Saved data entries:
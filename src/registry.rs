//! The handler registry.
//!
//! Maps [`HandlerId`]s of listeners that are currently patched into some host to
//! their closures. The same listener may appear in several trees, so entries are
//! reference counted and only disappear when the last tree carrying them retires
//! them.

use std::collections::HashMap;

use ripple_core::{HandlerId, Listener};

#[derive(Debug)]
struct Entry {
    listener: Listener,
    mounts: usize,
}

/// Side table of dispatchable listeners.
#[derive(Debug, Default)]
pub struct HandlerRegistry {
    entries: HashMap<HandlerId, Entry>,
}

impl HandlerRegistry {
    /// Creates an empty registry.
    #[must_use]
    pub fn new() -> Self {
        Self::default()
    }

    /// Registers one mount of `listener`. Returns `true` if it was not registered.
    pub fn register(&mut self, listener: &Listener) -> bool {
        let entry = self.entries.entry(listener.id()).or_insert_with(|| Entry {
            listener: listener.clone(),
            mounts: 0,
        });
        entry.mounts += 1;
        entry.mounts == 1
    }

    /// Retires one mount of `id`. Returns `true` if the handler is no longer
    /// dispatchable afterwards.
    pub fn retire(&mut self, id: HandlerId) -> bool {
        let Some(entry) = self.entries.get_mut(&id) else {
            tracing::debug!(%id, "retiring a handler that is not registered");
            return false;
        };
        entry.mounts -= 1;
        if entry.mounts == 0 {
            self.entries.remove(&id);
            true
        } else {
            false
        }
    }

    /// Returns the listener registered under `id`.
    #[must_use]
    pub fn get(&self, id: HandlerId) -> Option<&Listener> {
        self.entries.get(&id).map(|entry| &entry.listener)
    }

    /// Returns `true` if `id` is dispatchable.
    #[must_use]
    pub fn contains(&self, id: HandlerId) -> bool {
        self.entries.contains_key(&id)
    }

    /// Number of dispatchable handlers.
    #[must_use]
    pub fn len(&self) -> usize {
        self.entries.len()
    }

    /// Returns `true` if nothing is registered.
    #[must_use]
    pub fn is_empty(&self) -> bool {
        self.entries.is_empty()
    }
}
//! Event handler tokens.
//!
//! Closures cannot be compared, so virtual nodes never compare them. Instead every
//! [`Listener`] carries a [`HandlerId`] minted when the listener is created, and
//! two listeners are equal exactly when their ids are equal. The closure itself is
//! reachable by hosts only through the handler registry once the node carrying it
//! has been patched in, and stops being reachable when the node goes away.

use alloc::rc::Rc;
use core::{
    fmt,
    hash::{Hash, Hasher},
    num::NonZeroU64,
    sync::atomic::{AtomicU64, Ordering},
};

use crate::event::Event;

static NEXT_HANDLER_ID: AtomicU64 = AtomicU64::new(1);

/// Opaque, process-wide unique identifier of one event handler closure.
#[derive(Debug, Clone, Copy, PartialEq, Eq, PartialOrd, Ord, Hash)]
#[cfg_attr(feature = "serde", derive(serde::Serialize))]
#[cfg_attr(feature = "serde", serde(transparent))]
pub struct HandlerId(NonZeroU64);

impl HandlerId {
    /// Mints a fresh identifier. Identifiers are never reused within a process.
    #[must_use]
    pub fn mint() -> Self {
        let raw = NEXT_HANDLER_ID.fetch_add(1, Ordering::Relaxed);
        Self(NonZeroU64::new(raw).unwrap_or(NonZeroU64::MAX))
    }

    /// Returns the raw numeric value, e.g. for hosts that store it in a DOM attribute.
    #[must_use]
    pub const fn get(self) -> u64 {
        self.0.get()
    }
}

impl fmt::Display for HandlerId {
    fn fmt(&self, f: &mut fmt::Formatter<'_>) -> fmt::Result {
        write!(f, "h{}", self.0)
    }
}

/// Handler trait for closures reacting to an [`Event`].
///
/// Handlers are shared between the virtual tree and the registry, so they only
/// receive `&self`; mutable state belongs in state cells.
pub trait Handler: 'static {
    /// Handles one event.
    fn handle(&self, event: &Event);
}

impl<F> Handler for F
where
    F: Fn(&Event) + 'static,
{
    fn handle(&self, event: &Event) {
        self(event);
    }
}

impl_debug!(dyn Handler);

/// A handler closure together with its identity.
#[derive(Clone)]
pub struct Listener {
    id: HandlerId,
    handler: Rc<dyn Handler>,
}

impl Listener {
    /// Wraps a handler, minting a new [`HandlerId`] for it.
    pub fn new(handler: impl Handler) -> Self {
        Self {
            id: HandlerId::mint(),
            handler: Rc::new(handler),
        }
    }

    /// Returns the identifier of this listener.
    #[must_use]
    pub const fn id(&self) -> HandlerId {
        self.id
    }

    /// Invokes the handler.
    pub fn call(&self, event: &Event) {
        self.handler.handle(event);
    }
}

impl PartialEq for Listener {
    fn eq(&self, other: &Self) -> bool {
        self.id == other.id
    }
}

impl Eq for Listener {}

impl Hash for Listener {
    fn hash<H: Hasher>(&self, state: &mut H) {
        self.id.hash(state);
    }
}

impl fmt::Debug for Listener {
    fn fmt(&self, f: &mut fmt::Formatter<'_>) -> fmt::Result {
        f.debug_tuple("Listener").field(&self.id).finish()
    }
}

#[cfg(feature = "serde")]
impl serde::Serialize for Listener {
    fn serialize<S: serde::Serializer>(&self, serializer: S) -> Result<S::Ok, S::Error> {
        self.id.serialize(serializer)
    }
}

What you should do - Beginning at the top of the entries above, output each line exactly, and end with the line in which "pub fn retire(&mut" appears.

Response -
filename src/registry.rs
//! The handler registry.
//!
//! Maps [`HandlerId`]s of listeners that are currently patched into some host to
//! their closures. The same listener may appear in several trees, so entries are
//! reference counted and only disappear when the last tree carrying them retires
//! them.

use std::collections::HashMap;

use ripple_core::{HandlerId, Listener};

#[derive(Debug)]
struct Entry {
    listener: Listener,
    mounts: usize,
}

/// Side table of dispatchable listeners.
#[derive(Debug, Default)]
pub struct HandlerRegistry {
    entries: HashMap<HandlerId, Entry>,
}

impl HandlerRegistry {
    /// Creates an empty registry.
    #[must_use]
    pub fn new() -> Self {
        Self::default()
    }

    /// Registers one mount of `listener`. Returns `true` if it was not registered.
    pub fn register(&mut self, listener: &Listener) -> bool {
        let entry = self.entries.entry(listener.id()).or_insert_with(|| Entry {
            listener: listener.clone(),
            mounts: 0,
        });
        entry.mounts += 1;
        entry.mounts == 1
    }

    /// Retires one mount of `id`. Returns `true` if the handler is no longer
    /// dispatchable afterwards.
    pub fn retire(&mut self, id: HandlerId) -> bool {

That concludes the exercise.